** Opening Available records block **
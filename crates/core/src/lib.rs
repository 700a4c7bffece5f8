//! Classpath-style resource resolution.
//!
//! Expands classpath roots (directories, archives, and the entries of archive
//! manifests' `Class-Path` attributes, relative or absolute) and resolves
//! Ant-style glob patterns against them. Results are deduplicated and
//! returned in a stable order.

pub mod collector;
pub mod containment;
pub mod error;
pub mod logging;
pub mod manifest;
pub mod model;
pub mod pattern;
pub mod resolver;
pub mod scanner;

pub use collector::{
    CollectReport, CollectedRoots, EnvDiscoverer, ExplicitDiscoverer, RootCollector,
    RootDiscoverer,
};
pub use error::{ClassglobError, Result};
pub use model::{ClasspathRoot, Resource, ResourceLocation, RootKind, RootOrigin};
pub use pattern::PathPattern;
pub use resolver::PatternResolver;
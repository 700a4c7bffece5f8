//! Aggregation semantics: deduplication, stable order, idempotence.

mod common;

use classglob_core::{ExplicitDiscoverer, PatternResolver, RootCollector};
use common::write_jar;
use std::fs;
use std::path::PathBuf;
use tempfile::tempdir;

fn resolver_over(entries: Vec<PathBuf>) -> PatternResolver {
    let collector =
        RootCollector::new().add_discoverer(Box::new(ExplicitDiscoverer::new(entries)));
    PatternResolver::from_collector(&collector)
}

#[test]
fn repeated_resolution_is_idempotent() {
    let dir = tempdir().unwrap();
    fs::create_dir_all(dir.path().join("org/example")).unwrap();
    fs::write(dir.path().join("org/example/A.class"), b"x").unwrap();
    fs::write(dir.path().join("org/example/B.class"), b"x").unwrap();
    let jar = dir.path().join("dep.jar");
    write_jar(&jar, None, &["org/example/C.class"]);

    let resolver = resolver_over(vec![dir.path().to_path_buf(), jar]);

    let first = resolver.resolve("**/*.class").unwrap();
    let second = resolver.resolve("**/*.class").unwrap();
    assert_eq!(first, second);
    assert_eq!(first.len(), 3);
}

#[test]
fn results_are_sorted_by_uri() {
    let dir = tempdir().unwrap();
    fs::create_dir_all(dir.path().join("z")).unwrap();
    fs::create_dir_all(dir.path().join("a")).unwrap();
    fs::write(dir.path().join("z/Z.class"), b"x").unwrap();
    fs::write(dir.path().join("a/A.class"), b"x").unwrap();

    let resolver = resolver_over(vec![dir.path().to_path_buf()]);
    let found = resolver.resolve("**/*.class").unwrap();
    let uris: Vec<String> = found.iter().map(|r| r.uri()).collect();

    let mut sorted = uris.clone();
    sorted.sort();
    assert_eq!(uris, sorted);
}

#[test]
fn resource_reachable_via_two_roots_appears_once() {
    let dir = tempdir().unwrap();
    let classes = dir.path().join("classes");
    fs::create_dir_all(classes.join("org")).unwrap();
    fs::write(classes.join("org/A.class"), b"x").unwrap();

    // Same directory listed explicitly and referenced by a manifest
    let app = dir.path().join("app.jar");
    write_jar(&app, Some(&classes.display().to_string()), &[]);

    let resolver = resolver_over(vec![classes.clone(), app]);
    assert_eq!(resolver.roots().len(), 2);

    let found = resolver.resolve("**/*.class").unwrap();
    assert_eq!(found.len(), 1);
}

#[test]
fn nested_directory_roots_yield_one_resource() {
    let dir = tempdir().unwrap();
    let outer = dir.path().join("classes");
    let inner = outer.join("org");
    fs::create_dir_all(&inner).unwrap();
    fs::write(inner.join("A.class"), b"x").unwrap();

    // The file is reachable from both roots under different relative paths,
    // but canonicalizes to one location
    let resolver = resolver_over(vec![outer, inner]);
    assert_eq!(resolver.roots().len(), 2);

    let found = resolver.resolve("**/*.class").unwrap();
    assert_eq!(found.len(), 1);
}

#[test]
fn duplicate_classpath_entries_collapse() {
    let dir = tempdir().unwrap();
    let jar = dir.path().join("dep.jar");
    write_jar(&jar, None, &["org/example/Dep.class"]);

    let resolver = resolver_over(vec![jar.clone(), jar]);
    assert_eq!(resolver.roots().len(), 1);
    assert_eq!(resolver.resolve("**/*.class").unwrap().len(), 1);
}

#[test]
fn literal_pattern_finds_one_resource_across_roots() {
    let dir = tempdir().unwrap();
    fs::create_dir_all(dir.path().join("org/example")).unwrap();
    fs::write(dir.path().join("org/example/Config.xml"), b"<x/>").unwrap();
    let jar = dir.path().join("dep.jar");
    write_jar(&jar, None, &["org/example/Other.class"]);

    let resolver = resolver_over(vec![dir.path().to_path_buf(), jar]);
    let found = resolver.resolve("org/example/Config.xml").unwrap();
    assert_eq!(found.len(), 1);

    let missing = resolver.resolve("org/example/Missing.xml").unwrap();
    assert!(missing.is_empty());
}

#[test]
fn invalid_root_aborts_resolution() {
    let dir = tempdir().unwrap();
    let fake = dir.path().join("broken.jar");
    fs::write(&fake, b"definitely not a zip").unwrap();

    let resolver = resolver_over(vec![fake]);
    assert!(resolver.resolve("**/*.class").is_err());
}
** Closing Available records block **
Work request> Return all of the data word for word.

Solution>
filename crates/core/src/lib.rs
repository 700a4c7bffece5f8
//! Classpath-style resource resolution.
//!
//! Expands classpath roots (directories, archives, and the entries of archive
//! manifests' `Class-Path` attributes, relative or absolute) and resolves
//! Ant-style glob patterns against them. Results are deduplicated and
//! returned in a stable order.

pub mod collector;
pub mod containment;
pub mod error;
pub mod logging;
pub mod manifest;
pub mod model;
pub mod pattern;
pub mod resolver;
pub mod scanner;

pub use collector::{
    CollectReport, CollectedRoots, EnvDiscoverer, ExplicitDiscoverer, RootCollector,
    RootDiscoverer,
};
pub use error::{ClassglobError, Result};
pub use model::{ClasspathRoot, Resource, ResourceLocation, RootKind, RootOrigin};
pub use pattern::PathPattern;
pub use resolver::PatternResolver;
repository 700a4c7bffece5f8
//! Aggregation semantics: deduplication, stable order, idempotence.

mod common;

use classglob_core::{ExplicitDiscoverer, PatternResolver, RootCollector};
use common::write_jar;
use std::fs;
use std::path::PathBuf;
use tempfile::tempdir;

fn resolver_over(entries: Vec<PathBuf>) -> PatternResolver {
    let collector =
        RootCollector::new().add_discoverer(Box::new(ExplicitDiscoverer::new(entries)));
    PatternResolver::from_collector(&collector)
}

#[test]
fn repeated_resolution_is_idempotent() {
    let dir = tempdir().unwrap();
    fs::create_dir_all(dir.path().join("org/example")).unwrap();
    fs::write(dir.path().join("org/example/A.class"), b"x").unwrap();
    fs::write(dir.path().join("org/example/B.class"), b"x").unwrap();
    let jar = dir.path().join("dep.jar");
    write_jar(&jar, None, &["org/example/C.class"]);

    let resolver = resolver_over(vec![dir.path().to_path_buf(), jar]);

    let first = resolver.resolve("**/*.class").unwrap();
    let second = resolver.resolve("**/*.class").unwrap();
    assert_eq!(first, second);
    assert_eq!(first.len(), 3);
}

#[test]
fn results_are_sorted_by_uri() {
    let dir = tempdir().unwrap();
    fs::create_dir_all(dir.path().join("z")).unwrap();
    fs::create_dir_all(dir.path().join("a")).unwrap();
    fs::write(dir.path().join("z/Z.class"), b"x").unwrap();
    fs::write(dir.path().join("a/A.class"), b"x").unwrap();

    let resolver = resolver_over(vec![dir.path().to_path_buf()]);
    let found = resolver.resolve("**/*.class").unwrap();
    let uris: Vec<String> = found.iter().map(|r| r.uri()).collect();

    let mut sorted = uris.clone();
    sorted.sort();
    assert_eq!(uris, sorted);
}

#[test]
fn resource_reachable_via_two_roots_appears_once() {
    let dir = tempdir().unwrap();
    let classes = dir.path().join("classes");
    fs::create_dir_all(classes.join("org")).unwrap();
    fs::write(classes.join("org/A.class"), b"x").unwrap();

    // Same directory listed explicitly and referenced by a manifest
    let app = dir.path().join("app.jar");
    write_jar(&app, Some(&classes.display().to_string()), &[]);

    let resolver = resolver_over(vec![classes.clone(), app]);
    assert_eq!(resolver.roots().len(), 2);

    let found = resolver.resolve("**/*.class").unwrap();
    assert_eq!(found.len(), 1);
}

#[test]
fn nested_directory_roots_yield_one_resource() {
    let dir = tempdir().unwrap();
    let outer = dir.path().join("classes");
    let inner = outer.join("org");
    fs::create_dir_all(&inner).unwrap();
    fs::write(inner.join("A.class"), b"x").unwrap();

    // The file is reachable from both roots under different relative paths,
    // but canonicalizes to one location
    let resolver = resolver_over(vec![outer, inner]);
    assert_eq!(resolver.roots().len(), 2);

    let found = resolver.resolve("**/*.class").unwrap();
    assert_eq!(found.len(), 1);
}

#[test]
fn duplicate_classpath_entries_collapse() {
    let dir = tempdir().unwrap();
    let jar = dir.path().join("dep.jar");
    write_jar(&jar, None, &["org/example/Dep.class"]);

    let resolver = resolver_over(vec![jar.clone(), jar]);
    assert_eq!(resolver.roots().len(), 1);
    assert_eq!(resolver.resolve("**/*.class").unwrap().len(), 1);
}

#[test]
fn literal_pattern_finds_one_resource_across_roots() {
    let dir = tempdir().unwrap();
    fs::create_dir_all(dir.path().join("org/example")).unwrap();
    fs::write(dir.path().join("org/example/Config.xml"), b"<x/>").unwrap();
    let jar = dir.path().join("dep.jar");
    write_jar(&jar, None, &["org/example/Other.class"]);

    let resolver = resolver_over(vec![dir.path().to_path_buf(), jar]);
    let found = resolver.resolve("org/example/Config.xml").unwrap();
    assert_eq!(found.len(), 1);

    let missing = resolver.resolve("org/example/Missing.xml").unwrap();
    assert!(missing.is_empty());
}

#[test]
fn invalid_root_aborts_resolution() {
    let dir = tempdir().unwrap();
    let fake = dir.path().join("broken.jar");
    fs::write(&fake, b"definitely not a zip").unwrap();

    let resolver = resolver_over(vec![fake]);
    assert!(resolver.resolve("**/*.class").is_err());
}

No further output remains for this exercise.